A Home with a View is a 2019 Hong Kong black comedy film directed by Herman Yau and starring Francis Ng, Louis Koo, Anita Yuen and Cheung Tat-ming, who also co-produced and wrote the screenplay. The film is an adaptation the play, Family Surprise, which was also written by Cheung.

Plot
In order to preserve the value of his assets, Lo Wai-man (Francis Ng) spent all of his savings and his father's retirements pensions to purchase an old-age flat in the middle of a noisy neighborhood, cohabiting with his neurotic wife, Suk-yin (Anita Yuen), unemployed son, Bun-hong (Ng Siu-hin), daughter, Yu-sze(Jocelyn Choi) who is going through puberty and his elderly, disabled father (Cheung Tat-ming). With tight living quarters, noisy neighbors, and less than desirable living standards, the Lo family often find themselves at each other's necks over the smallest of inconveniences. Luckily, through a window in the living room lies a distant view of the beautiful ocean which prevents the household from going insane. However, one day, the ocean view disappears after a billboard is illegally built on a neighboring building. With their only sense of relief in the crowded city gone, the Lo family begin to quarrel nonstop. In order to regain the peace within the household, the Lo family does everything in their power to remove the billboard and its owner, Wong Siu-choi (Louis Koo).

Cast

Main cast
Francis Ng as Lo Wai-man
Louis Koo as Wong Siu-choi
Anita Yuen as Suk-yin
Cheung Tat-ming as Grandpa
Lam Suet as Butcher

Special appearance
Anthony Wong as Cheung
Bowie Wu as Superintendent
Lo Hoi-pang as Chan Tai-hung
Law Kar-ying as Landlord
Lawrence Cheng as District council representative
Sam Lee as Environment protection officer

Other cast
Elena Kong as Betrayed wife
Evergreen Mak as Taxi driver
Kingdom Yuen as Guidance counselor
Lam Chi-chung as Mr.

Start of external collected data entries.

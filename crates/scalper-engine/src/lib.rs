//! Watch-list orchestration.
//!
//! Fans the per-symbol pipeline (bars, indicators, quote, score) across
//! a bounded worker pool and returns one ranked, risk-gated list per
//! cycle.

mod orchestrator;

pub use orchestrator::Orchestrator;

Lee
Anna Ng as Woman arguing in bus
Wilfred Lau as Man walking with dog
6-Wing as Mortgage company staff
C Kwan as Mortgage company staff
Joyce Cheng as CID officer
Mak Ling-ling as House department officer
Harriet Yeung as Real estate agent
Tyson Chak as Advertising company staff
Ng Siu-hin as Lo Bun-hong
Jocelyn Choi as Lo Yu-sze
Siupo Chan as Woman fighting for fish
J. Arie as Nurse in mental hospital
Anderson Junior as Commerce, Industry & Tourism branch officer
Angelina Lo
Yu Chi-ming as Fish stall hawker
Strawberry Yeung as Real estate agent
Ricky Wong as Male property viewer
Celine Ma as Female property viewer
Gill Mohindepaul Singh as Indian
Bonnie Wong as Chan Tai-hung's wife
Gladys Liu as Tenant
Mandy Yiu as Female tenant
Dickson Yuen
Kong Ling-ling as Mrs. Chiu
Renci Yeung as Property viewer
Kitty Yuen as Wong Siu-choi's nurse

Production
Filming for A Home with a View began in 11 December 2017 in Kwun Tong, where a blessing ceremony was held and was attended by director Herman Yau and cast members Francis Ng, Louis Koo, Anita Yuen, Cheung Tat-ming, Lawrence Cheng, Elena Kong and Evergreen Mak. The film is an adaptation of the play, Family Surprise, written by Cheung, who also serves as the film's producer and screenwriter while also donning elderly makeup to portray the role of Ng's father. Cheung revealed that he originally had no interest in playing the role and it was originally a female character in the play, but was persuaded by Ng to do so. Production for the film wrapped up in February 2018.

Release
On 19 March 2018, the film promoted at the 2018 Hong Kong Filmart, where its first poster and trailer was unveiled. There, it was also announced the film is slated to be released in the summer of 2018.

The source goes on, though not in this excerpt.